Abu Dhabi, U.A.E.
With government coffers swelled by oil revenues, and with a will to change the face of the desert, the United Arab Emirates is pushing for increased food security by replacing food imports, wherever possible, with local produce.
Farmers here must cope with an average annual rainfall of under six inches; a plethora of sand, rather than soil; and summer temperatures of up to 120 degrees F. in the shade.
The U.A.E. government has established a subsidy program to help keep farmers on the land and reduce the country's dependence on imported produce. This effort has in part paid off. Government officials estimate local produce now accounts for 20 to 25 percent of the country's annual needs.
Farmers can also get seed, fertilizers, pesticides, and some equipment at subsidized prices. Also, government tractors can be requested to prepare land at no charge.
The system also provides for government purchase of a farmer's entire crop - at market prices. Another method of subsidy is the government's policy of purchasing damaged produce. This brought farmers $5.2 million in 1981.
These efforts may be almost too successful: Overproduction of such crops as tomatoes, cabbage, eggplant, and cauliflower last year pushed market prices down. To avoid such a surplus this year, the Ministry of Agriculture is offering extra subsidies to farmers planting potatoes and onions, which were imported in large quantities last year.
According to the government, the number of farms in the U.A.E. rose from 7, 500 to 13,000 between 1975 and 1981. During the same period, vegetable production increased at a rate of 51 percent a year. Some 160,000 tons were produced in 1981.
There are three major agricultural areas in the U.A.E.: Al Ain, about 100 miles east of Abu Dhabi; Dhaid, an oasis in central Sharjah; and the coastal plain on both sides of the Hajar Mountains in Ras al Khaimah and Fujairah.

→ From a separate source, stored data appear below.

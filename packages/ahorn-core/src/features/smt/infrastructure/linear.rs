//! Linear forms over integer terms
//!
//! Extraction of `sum(coeff * var) + constant` shapes from the term
//! pool plus the interval arithmetic used by the solver's propagation
//! pass. Coefficients and bounds are widened to i64 so propagation
//! never wraps; models are clamped back to the i32 value range before
//! verification.

use rustc_hash::FxHashMap;

use crate::features::smt::domain::{Term, TermId, Value};

use super::context::SmtContext;

/// `sum(coefficients[var] * var) + constant`
#[derive(Debug, Clone, Default, PartialEq)]
pub(crate) struct LinearSum {
    pub coefficients: FxHashMap<String, i64>,
    pub constant: i64,
}

impl LinearSum {
    fn constant(value: i64) -> Self {
        Self {
            coefficients: FxHashMap::default(),
            constant: value,
        }
    }

    fn variable(name: String) -> Self {
        let mut coefficients = FxHashMap::default();
        coefficients.insert(name, 1);
        Self {
            coefficients,
            constant: 0,
        }
    }

    fn add(mut self, other: &LinearSum) -> Self {
        for (name, coefficient) in &other.coefficients {
            *self.coefficients.entry(name.clone()).or_insert(0) += coefficient;
        }
        self.constant += other.constant;
        self.coefficients.retain(|_, c| *c != 0);
        self
    }

    /// `self - other`
    pub fn sub(&self, other: &LinearSum) -> Self {
        self.clone().add(&other.clone().scale(-1))
    }

    /// `-self`
    pub fn negated(&self) -> Self {
        self.clone().scale(-1)
    }

    /// `self + amount`
    pub fn offset(mut self, amount: i64) -> Self {
        self.constant += amount;
        self
    }

    fn scale(mut self, factor: i64) -> Self {
        for coefficient in self.coefficients.values_mut() {
            *coefficient *= factor;
        }
        self.constant *= factor;
        self.coefficients.retain(|_, c| *c != 0);
        self
    }

    /// Extract a linear sum from an integer term; `None` when the
    /// term is not linear (multiplication of variables, division,
    /// ite, casts of undecided booleans).
    pub fn from_term(smt: &SmtContext, term: TermId) -> Option<Self> {
        match smt.term(term) {
            Term::Literal(Value::Int(value)) => Some(Self::constant(*value as i64)),
            Term::Constant { name, .. } => Some(Self::variable(name.clone())),
            Term::Add(a, b) => {
                Some(Self::from_term(smt, *a)?.add(&Self::from_term(smt, *b)?))
            }
            Term::Sub(a, b) => {
                Some(Self::from_term(smt, *a)?.add(&Self::from_term(smt, *b)?.scale(-1)))
            }
            Term::Neg(a) => Some(Self::from_term(smt, *a)?.scale(-1)),
            Term::Mul(a, b) => {
                if let Term::Literal(Value::Int(factor)) = smt.term(*a) {
                    Some(Self::from_term(smt, *b)?.scale(*factor as i64))
                } else if let Term::Literal(Value::Int(factor)) = smt.term(*b) {
                    Some(Self::from_term(smt, *a)?.scale(*factor as i64))
                } else {
                    None
                }
            }
            _ => None,
        }
    }
}

/// Closed interval over i64 with the i32 value range as top
#[derive(Debug, Clone, Copy, PartialEq, Eq)]
pub(crate) struct Interval {
    pub lo: i64,
    pub hi: i64,
}

impl Interval {
    pub const FULL: Interval = Interval {
        lo: i32::MIN as i64,
        hi: i32::MAX as i64,
    };

    pub fn is_empty(&self) -> bool {
        self.lo > self.hi
    }

    pub fn singleton(&self) -> Option<i64> {
        (self.lo == self.hi).then_some(self.lo)
    }

    fn tighten_upper(&mut self, bound: i64) -> bool {
        if bound < self.hi {
            self.hi = bound;
            true
        } else {
            false
        }
    }

    fn tighten_lower(&mut self, bound: i64) -> bool {
        if bound > self.lo {
            self.lo = bound;
            true
        } else {
            false
        }
    }
}

/// `sum + constant <= 0`
#[derive(Debug, Clone)]
pub(crate) struct LeZero(pub LinearSum);

/// Propagate a set of `<= 0` constraints over variable intervals to a
/// fixpoint (bounded). Returns false when some interval becomes
/// empty, i.e. the constraint set is unsatisfiable.
pub(crate) fn propagate(
    constraints: &[LeZero],
    intervals: &mut FxHashMap<String, Interval>,
) -> bool {
    const MAX_ROUNDS: usize = 64;
    for constraint in constraints {
        for name in constraint.0.coefficients.keys() {
            intervals.entry(name.clone()).or_insert(Interval::FULL);
        }
    }
    for _ in 0..MAX_ROUNDS {
        let mut changed = false;
        for LeZero(sum) in constraints {
            for (name, &coefficient) in &sum.coefficients {
                // coefficient * name <= -constant - sum(min of others)
                let mut bound = -sum.constant;
                for (other, &other_coefficient) in &sum.coefficients {
                    if other == name {
                        continue;
                    }
                    let interval = intervals[other];
                    let minimum = if other_coefficient > 0 {
                        other_coefficient.saturating_mul(interval.lo)
                    } else {
                        other_coefficient.saturating_mul(interval.hi)
                    };
                    bound = bound.saturating_sub(minimum);
                }
                let interval = intervals.get_mut(name).expect("interval seeded above");
                if coefficient > 0 {
                    changed |= interval.tighten_upper(div_floor(bound, coefficient));
                } else {
                    changed |= interval.tighten_lower(div_ceil(bound, coefficient));
                }
                if interval.is_empty() {
                    return false;
                }
            }
        }
        if !changed {
            break;
        }
    }
    true
}

pub(crate) fn div_floor(a: i64, b: i64) -> i64 {
    let quotient = a / b;
    if (a % b != 0) && ((a < 0) != (b < 0)) {
        quotient - 1
    } else {
        quotient
    }
}

pub(crate) fn div_ceil(a: i64, b: i64) -> i64 {
    let quotient = a / b;
    if (a % b != 0) && ((a < 0) == (b < 0)) {
        quotient + 1
    } else {
        quotient
    }
}

#[cfg(test)]
mod tests {
    use super::*;

    #[test]
    fn test_linear_extraction() {
        let mut smt = SmtContext::new(0);
        let x = smt.mk_integer_constant("x");
        let y = smt.mk_integer_constant("y");
        let two = smt.mk_int(2);
        let scaled = smt.mk_mul(two, x);
        let sum = smt.mk_add(scaled, y);
        let linear = LinearSum::from_term(&smt, sum).unwrap();
        assert_eq!(linear.coefficients.get("x"), Some(&2));
        assert_eq!(linear.coefficients.get("y"), Some(&1));
        assert_eq!(linear.constant, 0);
    }

    #[test]
    fn test_nonlinear_extraction_fails() {
        let mut smt = SmtContext::new(0);
        let x = smt.mk_integer_constant("x");
        let y = smt.mk_integer_constant("y");
        let product = smt.mk_mul(x, y);
        assert!(LinearSum::from_term(&smt, product).is_none());
    }

    #[test]
    fn test_propagation_refutes() {
        // x <= -1 and -x <= -1 (x >= 1) has no solution
        let mut intervals = FxHashMap::default();
        let mut le = LinearSum::variable("x".to_string());
        le.constant = 1; // x + 1 <= 0, x <= -1
        let mut ge = LinearSum::variable("x".to_string()).scale(-1);
        ge.constant = 1; // -x + 1 <= 0, x >= 1
        assert!(!propagate(&[LeZero(le), LeZero(ge)], &mut intervals));
    }

    #[test]
    fn test_propagation_tightens() {
        // x + y <= 5, y >= 3 implies x <= 2
        let mut intervals = FxHashMap::default();
        intervals.insert("y".to_string(), Interval { lo: 3, hi: 3 });
        let mut sum = LinearSum::variable("x".to_string())
            .add(&LinearSum::variable("y".to_string()));
        sum.constant = -5;
        assert!(propagate(&[LeZero(sum)], &mut intervals));
        assert_eq!(intervals["x"].hi, 2);
    }

    #[test]
    fn test_div_floor_ceil() {
        assert_eq!(div_floor(7, 2), 3);
        assert_eq!(div_floor(-7, 2), -4);
        assert_eq!(div_ceil(7, 2), 4);
        assert_eq!(div_ceil(-7, 2), -3);
    }
}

All three areas rely entirely on ground water. The water system is facilitated in part by a centuries-old system of underground channels, called aflaj, which transport the water underground to areas of cultivation. Of 80 known channels in the country, less than 25 are said to still be in use, because of a lowering water table.
The government is moving to conserve and protect water resources by strictly controlling the number of new wells and through the construction of two major dams in the Hajar Mountains. The dams, built in river valley wadis that are dry most of the year, are designed to catch the rain and help it replenish the water table.
The water needs of cities such as Abu Dhabi, Dubai, and Sharjah are more and more being met by desalination plants that operate in conjunction with power plants.
Efforts to conserve water include greater use of recycled waste water for garden and park areas and the use of drip irrigation systems for agriculture, including a desert-forestation project that extends along the entire 100-mile highway from Abu Dhabi to Al Ain.
In its effort to push ahead with desert-farming techniques, the U.A.E. has also established the Arid Lands Research Center on Sadiyat Island. The center was built in 1972 for $3.3 million with the assistance of the University of Arizona. The center produces about 450 tons of vegetables on four acres, using different techniques, including temperature- and humidity-controlled greenhouses for tomatoes, cucumbers, and peppers. The plants are drip-fed a liquid stream of nutrients.
Despite the research successes of the center, its electric and water expenses are reported to be quite high. The 40,000 gallons of water daily produced at the center's desalination plant cost approximately $30,000 a day.
The Ministry of Agriculture is also encouraging the raising of sheep, goats, and camels by distributing per-head subsidies, and it offers soft loans for farmers expanding into chicken and dairy farming.